- _How to complete this task_: Find the lines in the records that carry the word "failed". Copy each one.
Material supplied: Begin
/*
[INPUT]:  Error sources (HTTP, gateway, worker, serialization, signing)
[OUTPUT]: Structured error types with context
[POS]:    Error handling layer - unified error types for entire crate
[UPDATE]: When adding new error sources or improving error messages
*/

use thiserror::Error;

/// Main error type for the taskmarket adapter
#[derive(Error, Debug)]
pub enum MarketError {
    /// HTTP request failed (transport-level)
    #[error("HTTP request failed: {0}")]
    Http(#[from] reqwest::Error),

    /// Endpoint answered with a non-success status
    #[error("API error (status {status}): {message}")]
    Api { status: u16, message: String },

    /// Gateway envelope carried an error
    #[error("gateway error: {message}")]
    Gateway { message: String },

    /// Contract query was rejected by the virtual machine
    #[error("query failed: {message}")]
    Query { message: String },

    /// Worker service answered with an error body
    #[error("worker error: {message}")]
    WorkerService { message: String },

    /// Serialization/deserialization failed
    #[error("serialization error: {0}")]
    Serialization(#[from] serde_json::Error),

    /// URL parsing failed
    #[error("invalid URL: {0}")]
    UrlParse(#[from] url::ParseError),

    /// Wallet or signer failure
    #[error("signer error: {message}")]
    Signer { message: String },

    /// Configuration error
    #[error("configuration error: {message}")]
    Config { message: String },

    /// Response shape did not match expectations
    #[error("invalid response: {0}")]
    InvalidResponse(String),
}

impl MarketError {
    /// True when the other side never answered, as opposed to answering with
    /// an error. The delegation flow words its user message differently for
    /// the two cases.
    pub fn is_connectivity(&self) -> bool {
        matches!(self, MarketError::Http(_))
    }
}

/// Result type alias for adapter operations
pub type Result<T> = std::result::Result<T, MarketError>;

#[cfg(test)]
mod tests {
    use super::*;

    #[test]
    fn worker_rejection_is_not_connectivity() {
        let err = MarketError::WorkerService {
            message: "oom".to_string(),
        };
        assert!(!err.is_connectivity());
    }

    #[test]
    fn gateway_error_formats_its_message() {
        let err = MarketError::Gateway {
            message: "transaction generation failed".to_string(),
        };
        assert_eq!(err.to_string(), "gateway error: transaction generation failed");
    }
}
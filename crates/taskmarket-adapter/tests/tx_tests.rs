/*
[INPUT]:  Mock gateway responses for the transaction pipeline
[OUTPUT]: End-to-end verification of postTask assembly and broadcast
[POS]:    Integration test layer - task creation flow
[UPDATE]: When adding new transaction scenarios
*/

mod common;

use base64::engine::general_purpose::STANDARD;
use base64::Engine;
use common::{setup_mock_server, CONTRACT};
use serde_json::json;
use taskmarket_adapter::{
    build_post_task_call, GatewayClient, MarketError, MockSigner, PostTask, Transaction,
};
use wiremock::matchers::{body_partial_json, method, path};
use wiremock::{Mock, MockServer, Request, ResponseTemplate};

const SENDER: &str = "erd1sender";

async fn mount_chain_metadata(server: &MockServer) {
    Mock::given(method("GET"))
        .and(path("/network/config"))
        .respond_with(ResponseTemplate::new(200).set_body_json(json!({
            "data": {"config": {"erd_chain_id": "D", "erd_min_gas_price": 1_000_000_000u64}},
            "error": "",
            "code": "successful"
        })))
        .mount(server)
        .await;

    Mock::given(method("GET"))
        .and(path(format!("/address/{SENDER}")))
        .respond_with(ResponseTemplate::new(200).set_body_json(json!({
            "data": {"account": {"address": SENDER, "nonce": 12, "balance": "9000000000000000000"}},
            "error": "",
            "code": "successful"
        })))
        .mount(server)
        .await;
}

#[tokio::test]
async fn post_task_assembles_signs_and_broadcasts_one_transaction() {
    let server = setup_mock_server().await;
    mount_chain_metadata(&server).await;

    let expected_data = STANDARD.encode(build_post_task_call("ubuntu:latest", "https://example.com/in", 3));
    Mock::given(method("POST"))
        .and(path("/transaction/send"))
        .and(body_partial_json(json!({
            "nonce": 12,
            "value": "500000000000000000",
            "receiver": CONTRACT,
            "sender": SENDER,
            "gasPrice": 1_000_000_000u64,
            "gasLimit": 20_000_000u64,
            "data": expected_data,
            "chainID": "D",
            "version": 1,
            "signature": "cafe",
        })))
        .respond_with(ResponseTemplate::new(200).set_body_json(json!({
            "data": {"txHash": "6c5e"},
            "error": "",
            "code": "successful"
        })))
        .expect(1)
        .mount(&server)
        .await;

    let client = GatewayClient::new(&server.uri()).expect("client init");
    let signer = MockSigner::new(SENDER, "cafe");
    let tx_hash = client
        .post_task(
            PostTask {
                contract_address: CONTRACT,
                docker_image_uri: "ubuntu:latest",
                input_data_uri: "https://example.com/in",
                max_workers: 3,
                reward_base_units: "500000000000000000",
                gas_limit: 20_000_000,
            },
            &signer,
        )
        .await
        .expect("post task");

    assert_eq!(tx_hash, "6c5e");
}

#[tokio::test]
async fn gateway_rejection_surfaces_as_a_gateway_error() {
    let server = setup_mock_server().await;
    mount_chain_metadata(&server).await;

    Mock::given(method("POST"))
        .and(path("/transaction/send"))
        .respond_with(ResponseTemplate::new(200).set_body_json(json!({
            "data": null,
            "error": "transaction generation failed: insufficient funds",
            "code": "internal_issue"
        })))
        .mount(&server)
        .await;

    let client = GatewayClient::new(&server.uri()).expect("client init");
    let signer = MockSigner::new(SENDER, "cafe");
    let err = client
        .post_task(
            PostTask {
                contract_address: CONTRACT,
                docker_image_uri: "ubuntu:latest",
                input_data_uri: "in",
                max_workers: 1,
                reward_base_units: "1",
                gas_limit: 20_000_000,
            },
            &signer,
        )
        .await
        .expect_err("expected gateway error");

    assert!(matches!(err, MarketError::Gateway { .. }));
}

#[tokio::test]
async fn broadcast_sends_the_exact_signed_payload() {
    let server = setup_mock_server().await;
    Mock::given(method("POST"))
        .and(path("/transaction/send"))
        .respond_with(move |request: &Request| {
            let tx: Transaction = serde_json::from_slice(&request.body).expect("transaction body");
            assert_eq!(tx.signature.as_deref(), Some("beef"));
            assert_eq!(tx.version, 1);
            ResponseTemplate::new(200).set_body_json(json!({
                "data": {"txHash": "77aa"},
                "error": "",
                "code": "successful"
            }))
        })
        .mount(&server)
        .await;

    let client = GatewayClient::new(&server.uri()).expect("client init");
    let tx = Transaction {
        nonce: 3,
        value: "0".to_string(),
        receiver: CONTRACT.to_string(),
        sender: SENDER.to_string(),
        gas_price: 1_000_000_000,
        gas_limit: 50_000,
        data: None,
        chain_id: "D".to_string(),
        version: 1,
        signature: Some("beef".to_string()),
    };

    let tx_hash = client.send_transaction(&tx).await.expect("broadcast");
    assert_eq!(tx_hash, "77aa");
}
Material supplied: End
Material supplied: Begin
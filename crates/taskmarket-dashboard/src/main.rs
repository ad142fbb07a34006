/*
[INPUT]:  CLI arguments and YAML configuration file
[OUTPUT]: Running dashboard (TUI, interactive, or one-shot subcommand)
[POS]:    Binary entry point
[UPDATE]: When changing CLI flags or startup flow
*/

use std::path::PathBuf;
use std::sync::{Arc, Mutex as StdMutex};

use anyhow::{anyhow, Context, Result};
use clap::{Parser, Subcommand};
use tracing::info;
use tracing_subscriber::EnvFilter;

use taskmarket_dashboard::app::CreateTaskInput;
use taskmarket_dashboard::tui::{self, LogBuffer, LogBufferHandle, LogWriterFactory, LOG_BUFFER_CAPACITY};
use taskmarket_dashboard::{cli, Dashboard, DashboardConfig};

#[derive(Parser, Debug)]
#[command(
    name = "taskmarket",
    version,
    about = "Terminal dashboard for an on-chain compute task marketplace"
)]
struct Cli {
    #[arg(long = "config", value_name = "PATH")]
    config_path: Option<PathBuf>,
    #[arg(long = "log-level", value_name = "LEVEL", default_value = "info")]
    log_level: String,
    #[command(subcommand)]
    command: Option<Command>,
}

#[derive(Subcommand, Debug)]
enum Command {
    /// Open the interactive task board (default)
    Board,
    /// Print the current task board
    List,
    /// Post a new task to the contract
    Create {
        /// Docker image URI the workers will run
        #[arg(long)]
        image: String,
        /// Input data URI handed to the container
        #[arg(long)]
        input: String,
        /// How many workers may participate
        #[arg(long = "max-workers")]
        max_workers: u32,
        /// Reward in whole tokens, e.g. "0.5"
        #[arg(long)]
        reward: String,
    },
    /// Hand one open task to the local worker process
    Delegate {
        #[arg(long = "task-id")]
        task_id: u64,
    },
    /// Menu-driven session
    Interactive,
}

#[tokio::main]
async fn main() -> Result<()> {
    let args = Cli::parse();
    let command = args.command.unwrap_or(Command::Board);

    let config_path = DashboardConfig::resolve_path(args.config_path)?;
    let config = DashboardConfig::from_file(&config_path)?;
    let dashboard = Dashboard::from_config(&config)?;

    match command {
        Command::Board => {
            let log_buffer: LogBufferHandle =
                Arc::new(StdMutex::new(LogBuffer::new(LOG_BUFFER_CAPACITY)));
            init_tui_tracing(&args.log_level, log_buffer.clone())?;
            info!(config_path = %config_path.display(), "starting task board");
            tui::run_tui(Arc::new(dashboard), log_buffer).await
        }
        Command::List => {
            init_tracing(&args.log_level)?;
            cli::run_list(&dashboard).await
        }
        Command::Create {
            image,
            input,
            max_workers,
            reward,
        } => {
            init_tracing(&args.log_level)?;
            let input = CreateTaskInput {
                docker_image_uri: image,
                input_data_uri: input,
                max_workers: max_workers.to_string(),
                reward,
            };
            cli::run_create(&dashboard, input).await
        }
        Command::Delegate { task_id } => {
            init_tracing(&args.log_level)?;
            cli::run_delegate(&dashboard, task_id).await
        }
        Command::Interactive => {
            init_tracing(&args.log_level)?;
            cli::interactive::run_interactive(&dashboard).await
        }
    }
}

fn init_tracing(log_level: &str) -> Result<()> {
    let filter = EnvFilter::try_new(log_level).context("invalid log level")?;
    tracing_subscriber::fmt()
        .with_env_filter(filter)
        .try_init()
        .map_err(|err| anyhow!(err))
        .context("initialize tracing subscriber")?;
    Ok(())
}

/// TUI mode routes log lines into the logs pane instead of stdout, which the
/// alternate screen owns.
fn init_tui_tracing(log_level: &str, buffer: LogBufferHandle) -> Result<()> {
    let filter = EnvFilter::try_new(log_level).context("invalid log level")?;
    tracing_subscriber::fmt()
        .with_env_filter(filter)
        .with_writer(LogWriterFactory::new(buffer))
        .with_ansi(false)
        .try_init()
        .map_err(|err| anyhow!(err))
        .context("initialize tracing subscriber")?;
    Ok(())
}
Material supplied: End
Material supplied: Begin
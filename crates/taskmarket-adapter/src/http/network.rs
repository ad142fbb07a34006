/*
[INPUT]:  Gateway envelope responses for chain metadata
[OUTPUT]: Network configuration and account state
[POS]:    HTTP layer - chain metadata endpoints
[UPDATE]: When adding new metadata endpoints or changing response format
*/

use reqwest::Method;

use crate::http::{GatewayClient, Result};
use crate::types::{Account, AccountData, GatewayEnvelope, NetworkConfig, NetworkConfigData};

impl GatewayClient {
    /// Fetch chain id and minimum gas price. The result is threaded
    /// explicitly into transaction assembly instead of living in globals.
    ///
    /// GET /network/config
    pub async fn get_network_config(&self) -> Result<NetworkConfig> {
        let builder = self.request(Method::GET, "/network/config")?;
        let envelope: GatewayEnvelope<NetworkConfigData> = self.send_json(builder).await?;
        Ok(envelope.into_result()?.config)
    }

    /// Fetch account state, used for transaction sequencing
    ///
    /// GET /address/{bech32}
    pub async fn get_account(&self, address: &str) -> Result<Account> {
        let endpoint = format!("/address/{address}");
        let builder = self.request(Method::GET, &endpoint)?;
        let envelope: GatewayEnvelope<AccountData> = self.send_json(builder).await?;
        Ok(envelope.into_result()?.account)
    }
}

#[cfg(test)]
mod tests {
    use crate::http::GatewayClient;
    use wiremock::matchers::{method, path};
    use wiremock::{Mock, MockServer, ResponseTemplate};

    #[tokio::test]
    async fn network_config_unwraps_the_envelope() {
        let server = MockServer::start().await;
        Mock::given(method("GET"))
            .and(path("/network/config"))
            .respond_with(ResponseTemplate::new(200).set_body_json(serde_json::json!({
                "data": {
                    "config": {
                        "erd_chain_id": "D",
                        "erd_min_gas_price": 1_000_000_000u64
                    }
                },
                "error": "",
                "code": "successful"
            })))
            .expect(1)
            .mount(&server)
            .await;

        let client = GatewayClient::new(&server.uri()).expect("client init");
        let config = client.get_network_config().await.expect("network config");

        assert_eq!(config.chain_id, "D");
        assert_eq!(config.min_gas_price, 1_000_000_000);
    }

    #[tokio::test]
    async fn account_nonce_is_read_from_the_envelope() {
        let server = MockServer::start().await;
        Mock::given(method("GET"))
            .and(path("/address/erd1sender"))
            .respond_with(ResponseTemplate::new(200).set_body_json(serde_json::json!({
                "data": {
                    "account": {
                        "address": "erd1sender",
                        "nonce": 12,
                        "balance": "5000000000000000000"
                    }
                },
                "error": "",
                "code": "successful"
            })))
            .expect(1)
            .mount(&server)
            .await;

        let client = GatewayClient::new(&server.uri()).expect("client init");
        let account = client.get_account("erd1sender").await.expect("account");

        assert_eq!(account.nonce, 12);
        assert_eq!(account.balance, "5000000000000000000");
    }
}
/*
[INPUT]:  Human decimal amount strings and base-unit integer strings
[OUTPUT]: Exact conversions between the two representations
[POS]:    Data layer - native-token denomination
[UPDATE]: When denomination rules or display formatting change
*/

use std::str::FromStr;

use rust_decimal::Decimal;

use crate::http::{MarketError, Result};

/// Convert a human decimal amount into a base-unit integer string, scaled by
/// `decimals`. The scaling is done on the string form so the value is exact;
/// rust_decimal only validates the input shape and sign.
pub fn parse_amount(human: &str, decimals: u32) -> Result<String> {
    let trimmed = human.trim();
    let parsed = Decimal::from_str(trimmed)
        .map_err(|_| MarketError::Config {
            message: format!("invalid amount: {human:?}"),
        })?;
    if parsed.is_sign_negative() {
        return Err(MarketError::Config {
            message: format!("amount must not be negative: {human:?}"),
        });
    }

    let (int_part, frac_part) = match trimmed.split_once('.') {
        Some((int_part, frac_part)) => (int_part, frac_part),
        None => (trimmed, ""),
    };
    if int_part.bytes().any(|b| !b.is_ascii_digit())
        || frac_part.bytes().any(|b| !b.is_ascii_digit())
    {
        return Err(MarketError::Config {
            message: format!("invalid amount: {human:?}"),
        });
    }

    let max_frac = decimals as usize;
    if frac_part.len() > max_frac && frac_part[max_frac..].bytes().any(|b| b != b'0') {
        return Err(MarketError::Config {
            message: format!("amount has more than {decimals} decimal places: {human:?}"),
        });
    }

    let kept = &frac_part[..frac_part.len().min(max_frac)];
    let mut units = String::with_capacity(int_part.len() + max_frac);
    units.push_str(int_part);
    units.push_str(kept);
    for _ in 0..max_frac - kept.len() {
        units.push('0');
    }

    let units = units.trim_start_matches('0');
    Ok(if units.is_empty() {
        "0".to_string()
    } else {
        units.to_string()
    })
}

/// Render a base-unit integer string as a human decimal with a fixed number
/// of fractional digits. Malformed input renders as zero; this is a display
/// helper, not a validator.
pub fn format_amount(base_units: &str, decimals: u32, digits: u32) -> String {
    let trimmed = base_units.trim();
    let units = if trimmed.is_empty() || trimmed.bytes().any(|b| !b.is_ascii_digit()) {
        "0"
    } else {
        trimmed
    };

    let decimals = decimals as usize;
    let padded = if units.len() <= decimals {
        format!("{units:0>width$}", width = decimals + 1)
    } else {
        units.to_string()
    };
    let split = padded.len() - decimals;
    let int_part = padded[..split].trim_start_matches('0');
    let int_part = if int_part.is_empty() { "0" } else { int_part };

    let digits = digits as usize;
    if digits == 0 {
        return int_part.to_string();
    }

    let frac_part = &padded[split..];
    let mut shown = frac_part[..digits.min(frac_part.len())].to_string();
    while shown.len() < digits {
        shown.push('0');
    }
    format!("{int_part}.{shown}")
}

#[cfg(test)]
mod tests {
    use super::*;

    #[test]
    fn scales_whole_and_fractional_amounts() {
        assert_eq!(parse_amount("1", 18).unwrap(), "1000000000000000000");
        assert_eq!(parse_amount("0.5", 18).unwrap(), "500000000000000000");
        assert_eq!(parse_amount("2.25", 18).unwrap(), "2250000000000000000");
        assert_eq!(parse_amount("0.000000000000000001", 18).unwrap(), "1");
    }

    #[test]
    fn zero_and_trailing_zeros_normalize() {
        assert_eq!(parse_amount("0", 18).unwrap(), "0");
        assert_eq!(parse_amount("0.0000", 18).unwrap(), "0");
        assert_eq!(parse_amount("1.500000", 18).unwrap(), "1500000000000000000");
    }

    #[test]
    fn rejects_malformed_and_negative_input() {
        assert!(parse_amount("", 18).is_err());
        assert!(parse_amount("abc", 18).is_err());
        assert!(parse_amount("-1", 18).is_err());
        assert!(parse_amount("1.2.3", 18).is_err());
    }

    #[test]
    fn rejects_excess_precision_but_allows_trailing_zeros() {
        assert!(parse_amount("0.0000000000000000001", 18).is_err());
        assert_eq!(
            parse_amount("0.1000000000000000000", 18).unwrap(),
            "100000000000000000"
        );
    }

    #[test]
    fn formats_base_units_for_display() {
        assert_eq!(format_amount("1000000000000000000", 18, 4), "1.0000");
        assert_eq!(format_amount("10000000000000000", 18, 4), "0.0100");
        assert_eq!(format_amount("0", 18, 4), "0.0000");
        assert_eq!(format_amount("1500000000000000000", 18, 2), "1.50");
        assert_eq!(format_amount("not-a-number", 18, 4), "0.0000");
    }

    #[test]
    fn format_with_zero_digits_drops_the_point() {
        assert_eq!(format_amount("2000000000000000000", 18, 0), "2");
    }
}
Material supplied: End
- _Task response_:
    /// HTTP request failed (transport-level)
    #[error("HTTP request failed: {0}")]
    #[error("query failed: {message}")]
    /// Serialization/deserialization failed
    /// URL parsing failed
            message: "transaction generation failed".to_string(),
        assert_eq!(err.to_string(), "gateway error: transaction generation failed");
            "error": "transaction generation failed: insufficient funds",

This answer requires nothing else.